In a victory for corporations and a defeat for securities class-action plaintiffs’ lawyers, the Supreme Court today severely limited the viability of shareholder lawsuits brought in state courts. The unanimous opinion written by Justice Stevens ruled that the purpose of the pre-emption provision of SLUSA — the 1995 federal securities litigation reform act — is to pre-empt certain types of state-law shareholder class actions.
Which types? The court ruled that lawsuits brought by “holders” of securities alleging fraud must, under SLUSA, bring their cases in federal court just like “buyers” or “sellers” of securties who allege fraud. Justice Stevens said the distinction between “holders,” on the one hand, and “buyers” or “sellers,” on the other, “is irrelevant” in civil securities lawsuits. Had the Court ruled in favor of the plaintiffs, argued the securities industry, it could have opened up the floodgates for state-law securities fraud claims brought by “holders” rather than buyers and sellers.

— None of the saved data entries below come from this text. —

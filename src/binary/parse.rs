//! Splits a command line into pipelines. There is no quoting or expansion: words are separated
//! by whitespace, pipelines by `;`, and stages by `|`.

use thiserror::Error;

#[derive(Debug, Error, PartialEq, Eq)]
pub enum ParseError {
    #[error("expected a path after '{0}'")]
    MissingPath(String),
    #[error("empty command in pipeline '{0}'")]
    EmptyStage(String),
    #[error("'&' may only end a pipeline")]
    StrayAmpersand,
}

#[derive(Debug, PartialEq, Eq)]
pub enum Redirect {
    Input { fd: i32, path: String },
    Output { fd: i32, path: String, append: bool },
    Duplicate { fd: i32, source: i32 },
}

#[derive(Debug, Default, PartialEq, Eq)]
pub struct Stage {
    pub argv:      Vec<String>,
    pub redirects: Vec<Redirect>,
}

/// One pipeline as it will appear in the job list.
#[derive(Debug, PartialEq, Eq)]
pub struct Statement {
    pub text:       String,
    pub stages:     Vec<Stage>,
    pub background: bool,
    pub negate:     bool,
}

/// What a word means when it is a redirection operator, possibly with its target attached.
enum Operator<'a> {
    Input(i32, &'a str),
    Output(i32, bool, &'a str),
    Duplicate(i32, i32),
}

fn operator(word: &str) -> Option<Operator<'_>> {
    let digits = word.bytes().take_while(u8::is_ascii_digit).count();
    let (fd, rest) = word.split_at(digits);
    let fd = if fd.is_empty() { None } else { fd.parse::<i32>().ok() };

    if let Some(target) = rest.strip_prefix(">&") {
        target.parse::<i32>().ok().map(|source| Operator::Duplicate(fd.unwrap_or(1), source))
    } else if let Some(target) = rest.strip_prefix(">>") {
        Some(Operator::Output(fd.unwrap_or(1), true, target))
    } else if let Some(target) = rest.strip_prefix('>') {
        Some(Operator::Output(fd.unwrap_or(1), false, target))
    } else if let Some(target) = rest.strip_prefix('<') {
        Some(Operator::Input(fd.unwrap_or(0), target))
    } else {
        None
    }
}

fn parse_stage(text: &str, pipeline: &str) -> Result<Stage, ParseError> {
    let mut stage = Stage::default();
    let mut words = text.split_whitespace();

    while let Some(word) = words.next() {
        let mut target = |attached: &str| -> Result<String, ParseError> {
            if !attached.is_empty() {
                Ok(attached.to_owned())
            } else {
                words.next().map(str::to_owned).ok_or_else(|| ParseError::MissingPath(word.to_owned()))
            }
        };

        let redirect = match operator(word) {
            Some(Operator::Duplicate(fd, source)) => Redirect::Duplicate { fd, source },
            Some(Operator::Output(fd, append, attached)) => {
                Redirect::Output { fd, path: target(attached)?, append }
            }
            Some(Operator::Input(fd, attached)) => Redirect::Input { fd, path: target(attached)? },
            None => {
                stage.argv.push(word.to_owned());
                continue;
            }
        };
        stage.redirects.push(redirect);
    }

    if stage.argv.is_empty() {
        return Err(ParseError::EmptyStage(pipeline.to_owned()));
    }
    Ok(stage)
}

fn parse_statement(text: &str) -> Result<Statement, ParseError> {
    let mut text = text.trim();
    let background = text.ends_with('&') && !text.ends_with(">&");
    if background {
        text = text[..text.len() - 1].trim_end();
    }
    if text.contains('&') && text.split_whitespace().any(|word| word.ends_with('&')) {
        return Err(ParseError::StrayAmpersand);
    }

    let negate = text.starts_with("! ");
    let pipeline = if negate { text[2..].trim_start() } else { text };
    let stages =
        pipeline.split('|').map(|stage| parse_stage(stage, pipeline)).collect::<Result<_, _>>()?;

    Ok(Statement { text: pipeline.to_owned(), stages, background, negate })
}

/// Parses every pipeline of `line`. Empty pipelines, as from `;;`, are skipped.
pub fn parse_line(line: &str) -> Result<Vec<Statement>, ParseError> {
    line.split(';').filter(|text| !text.trim().is_empty()).map(parse_statement).collect()
}
//! Redirection descriptors and the chains they are collected into.
//!
//! A chain is resolved back to front: the last descriptor naming an fd is the one that takes
//! effect. Descriptors own the fds they were built around and close them when dropped, except
//! for the target fd they map onto, which belongs to the child's descriptor table.

use nix::{errno::Errno, fcntl::OFlag, unistd};
use smallvec::SmallVec;
use std::{
    ffi::CString,
    os::unix::{ffi::OsStrExt, io::RawFd},
    path::{Path, PathBuf},
};
use thiserror::Error;

/// Size of each read when draining a buffer.
const BUFFER_CHUNK: usize = 4096;

#[derive(Debug, Error)]
pub enum RedirectionError {
    #[error("failed to create pipe: {0}")]
    Pipe(#[source] Errno),
    #[error("no free file descriptor for redirection: {0}")]
    Exhausted(#[source] Errno),
    #[error("failed to make buffer non-blocking: {0}")]
    NonBlocking(#[source] Errno),
    #[error("redirection path contains a NUL byte: {0}")]
    InvalidPath(PathBuf),
}

/// Makes `fd` a duplicate of `source`.
#[derive(Debug)]
pub struct FdRedirect {
    pub fd:            RawFd,
    pub source:        RawFd,
    pub user_supplied: bool,
    close_source:      bool,
}

impl FdRedirect {
    pub fn new(fd: RawFd, source: RawFd, user_supplied: bool, close_source: bool) -> Self {
        FdRedirect { fd, source, user_supplied, close_source }
    }
}

impl Drop for FdRedirect {
    fn drop(&mut self) {
        if self.close_source {
            let _ = unistd::close(self.source);
        }
    }
}

/// Opens `path` with `flags` onto `fd`. The path is held as a C string so that the forked
/// child can open it without allocating.
#[derive(Debug)]
pub struct FileRedirect {
    pub fd:    RawFd,
    pub path:  CString,
    pub flags: OFlag,
}

/// Maps `fd` onto one end of a pipe. The pipe end is always closed on drop.
#[derive(Debug)]
pub struct PipeRedirect {
    pub fd:      RawFd,
    pub pipe_fd: RawFd,
}

impl Drop for PipeRedirect {
    fn drop(&mut self) { let _ = unistd::close(self.pipe_fd); }
}

/// Captures everything written to `fd` by a job into memory, through a pipe whose read end
/// stays with the shell.
#[derive(Debug)]
pub struct IoBuffer {
    pub fd:   RawFd,
    read:     RawFd,
    write:    Option<RawFd>,
    contents: Vec<u8>,
}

Shareholder class action suits–brought by such plaintiffs firms as Milberg Weiss and Bernstein Litowitz Berger & Grossman–have for years been the scourge of Wall Street. While Corporate America loathes any shareholder class action suit, it especially detests having to defend itself in state court, which typically brings relaxed pleading standards and the potential for substantial punitive damage awards.